2017 Clinical Fellowship Program Recipients
2017 Clinical Research Training Fellowship in ALS Research
The 2017 awardee of the Clinical Research Training Fellowship in ALS Research is Dr. Nicolas Olney from the University of California at San Francisco (UCSF) School of Medicine under the mentorship of Drs. Howard Rosen, Cathy Lomen-Hoerth and Bruce Miller.
Project Summary: My project will be using a new magnetic resonance imaging (MRI) technique that provides a unique way to look at the gray and white of the spinal cord. We are looking for a pattern within ALS spinal cords that may be associated with specific symptoms and could help aid in early diagnosis, especially in areas where the electromyography (EMG) (i.e. needle test) may be more difficult. We are currently working to prove that this technique shows a difference between an ALS spinal cord and a normal spinal cord and are recruiting people with ALS who can lie down flat and tolerate an MRI. Once this is proven, we plan to look at people with early ALS and gene carriers that are at risk for ALS. We will also be exploring a new blood biomarker, called neurofilament, to see if this can help predict severity of disease. If proven, this technique could be used in clinical trials to gauge effectiveness of ALS treatments. One of the ultimate goals of biomarkers is to identify the disease as early as possible, so treatments can be employed as early as possible to stop disease progression.

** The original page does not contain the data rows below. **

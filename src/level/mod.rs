//! Procedural level generation
//!
//! Levels beyond the static table are built from per-level difficulty curves and
//! one of five layout strategies. Every accepted layout is validated for
//! playability; a deterministic safe pattern replaces anything that fails.
//!
//! Randomness comes only from the injected `RandomSource`, so a seeded source
//! reproduces the same levels.

pub mod config;
pub mod difficulty;
pub mod generator;
pub mod patterns;
pub mod rng;

pub use config::{BrickDefinition, DifficultyTag, Grid, LevelConfig};
pub use difficulty::{DifficultyParameters, calculate_difficulty};
pub use generator::{LevelGenerator, create_brick_definitions};
pub use patterns::{LayoutMetrics, PatternKind, safe_pattern, validate_layout};
pub use rng::{PcgSource, RandomSource, SequenceSource};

"I am honored to have received the Clinical Research Training Fellowship from The ALS Association and AAN. This will give me protected time to further my research in trying to discover ALS biomarkers."

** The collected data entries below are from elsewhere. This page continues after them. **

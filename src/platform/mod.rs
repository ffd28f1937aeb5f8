//! Platform abstraction layer
//!
//! Handles host differences for:
//! - Time: virtual-time scheduler driven by the host tick
//! - Storage: LocalStorage on web, files or memory on native

pub mod storage;
pub mod time;

#[cfg(target_arch = "wasm32")]
pub use storage::LocalStorage;
pub use storage::{FileStorage, MemoryStorage, SaveStorage};
pub use time::{Scheduler, TimerId};

/// Route `log` output to the browser console
#[cfg(target_arch = "wasm32")]
pub fn init_logging(level: log::Level) {
    if console_log::init_with_level(level).is_err() {
        log::warn!("Logger already initialized");
    }
}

Get to know Dr. Olney and hear about his exciting research here.
2017 Clinician-Scientist Development Award in ALS Research
The 2017 awardee of the Clinician-Scientist Development Award in ALS Research is Dr. Sabrina Paganoni from Massachusetts General Hospital and Spaulding Rehab Hospital.

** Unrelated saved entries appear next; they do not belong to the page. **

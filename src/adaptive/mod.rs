//! Adaptive difficulty
//!
//! A small set of bounded modifiers nudged by player performance. Each
//! continuous modifier carries a decay deadline after which it steps back to
//! neutral. `apply_to_level` overlays the modifiers onto a generated level.

pub mod engine;
pub mod state;

pub use engine::{
    Evaluation, EvaluationContext, EvaluationKind, adjustments, apply_to_level, decay, evaluate,
    is_periodic_due, track_active_time,
};
pub use state::{ActiveAssists, AdaptiveState, DecayTimers, Modifier};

Project Summary: The project is a clinical trial of inosine for people living with ALS. When patients take inosine, their urate levels go up. Urate is a natural antioxidant present in the body and may help counteract oxidative stress. We and other researchers have analyzed ALS databases and found that people with ALS who have higher urate levels live longer. However, we don’t know if drugs, such as inosine, that raise urate levels result in improved outcomes, such as better quality of life or longer lifespan. This trial is our first step in answering this question.
"I am honored to have received this Award. The award comes at a critical time in my career when I am starting new projects, generating data, and applying for funding to become an established investigator. This award will allow me to dedicate the next few years to ALS clinical trials, while still continuing to see ALS patients in the clinic."